Il prossimo 6 maggio, alle 18:30, i locali del Centro Civico, in piazza Othoca a Santa Giusta, ospiteranno la presentazione ufficiale del libro intitolato "I luoghi della memoria". La pubblicazione, interamente finanziata dal Comune di Santa Giusta e realizzata grazie alla preziosa collaborazione della sezione Sinis Cabras - Oristano di Italia Nostra, Associazione nazionale per la tutela del patrimonio storico, artistico e naturale della nazione, si propone di salvaguardare un patrimonio culturale di inestimabile valore che appartiene quasi esclusivamente alla memoria orale e a rari documenti d'archivio. Il volume esplora con profondità la realtà sociale ed economica del borgo nella prima metà del XX secolo, offrendo un'analisi dettagliata del tessuto commerciale dell'epoca attraverso lo studio delle antiche botteghe e dei suoi "maistusu", che costituivano il cuore pulsante del paese. All'interno dell'opera, il racconto della vita quotidiana prende forma attraverso le parole di testimonianze dei nati prima degli anni 50, le cui voci descrivono un mondo fatto di lavoro, tradizioni e sacrifici ormai lontani nel tempo.

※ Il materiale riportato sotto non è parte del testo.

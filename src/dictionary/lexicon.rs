use tracing::debug;

use super::DictionaryBuilder;
use crate::language::{LanguageCode, LanguagePair};

/// Common English words with their Gadhwali equivalents.
pub const ENGLISH_TO_GADHWALI: &[(&str, &str)] = &[
    ("i", "म्यर"),
    ("you", "तू"),
    ("he", "ऊ"),
    ("she", "ऊ"),
    ("we", "अमि"),
    ("they", "उनि"),
    ("happy", "खुसी"),
    ("not", "नै"),
    ("am", "छू"),
    ("is", "च"),
    ("are", "च"),
    ("was", "थ"),
    ("were", "था"),
    ("play", "खेल"),
    ("want", "चौन"),
    ("eat", "खाण"),
    ("drink", "पीण"),
    ("go", "जाण"),
    ("speak", "बोलण"),
];

/// Common Hindi words with their Gadhwali equivalents.
pub const HINDI_TO_GADHWALI: &[(&str, &str)] = &[
    ("मैं", "म्यर"),
    ("तू", "तू"),
    ("तुम", "तुमि"),
    ("वह", "ऊ"),
    ("हम", "अमि"),
    ("वे", "उनि"),
    ("खुश", "खुसी"),
    ("नहीं", "नै"),
    ("हूँ", "छू"),
    ("है", "च"),
    ("थे", "था"),
    ("था", "थ"),
    ("थी", "थी"),
    ("करता", "करण"),
    ("करती", "करणी"),
    ("करते", "करण"),
    ("खेलना", "खेल"),
    ("खेलता", "खेलण"),
    ("चाहता", "चौन"),
    ("चाहती", "चौनी"),
    ("चाहते", "चौन"),
    ("क्योंकि", "किलै"),
    ("खाना", "खाण"),
    ("पीना", "पीण"),
    ("आना", "आण"),
    ("जाना", "जाण"),
    ("बोलना", "बोलण"),
];

/// Merge the seed word tables into a dictionary under construction.
///
/// Entries already present (from the CSV) win. Reverse directions take the
/// first word listed for an ambiguous Gadhwali form.
pub fn merge_builtin(builder: &mut DictionaryBuilder) {
    let tables = [
        (LanguagePair::new(LanguageCode::English, LanguageCode::Gadhwali), ENGLISH_TO_GADHWALI),
        (LanguagePair::new(LanguageCode::Hindi, LanguageCode::Gadhwali), HINDI_TO_GADHWALI),
    ];

    for (pair, table) in tables {
        for (source, target) in table {
            builder.insert_if_absent(pair, source, target);
            builder.insert_if_absent(pair.reversed(), target, source);
        }
        debug!("Merged {} built-in entries for {}", table.len(), pair);
    }
}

Il corredo iconografico è parte integrante del progetto, grazie a una selezione di immagini storiche provenienti in gran parte dall'archivio della famiglia Musu, che permettono di visualizzare i volti, i mestieri e i paesaggi che hanno caratterizzato la storia locale.

"Queste pagine ci restituiscono un affresco accurato di una Santa Giusta che non c’ è più -  dichiara il sindaco Andrea Casu, sottolineando l'importanza di tramandare tale
conoscenza alle nuove generazioni". 

Il libro è frutto della ricerca che Margaret Caddeo realizzò dal 2012 al 2018, attraversando 16 comuni della Sardegna, intervistando oltre 400 tra donne e uomini, producendo circa 600 ore di video interviste, scrivendo 14 libri di testo, un documento fruibile oggi e in futuro, potrà essere oggetto di studio della società sarda, del carattere di questo popolo e dell’idioma nelle sue ricche varianti. Salvatore Melis ha inoltre evidenziato come l'impegno collettivo della comunità e la collaborazione professionale di figure come Anna Paola Camedda e Alberto Loche dell’associazione Italia Nostra, abbiano permesso di salvare e trasmettere la memoria storica del paese.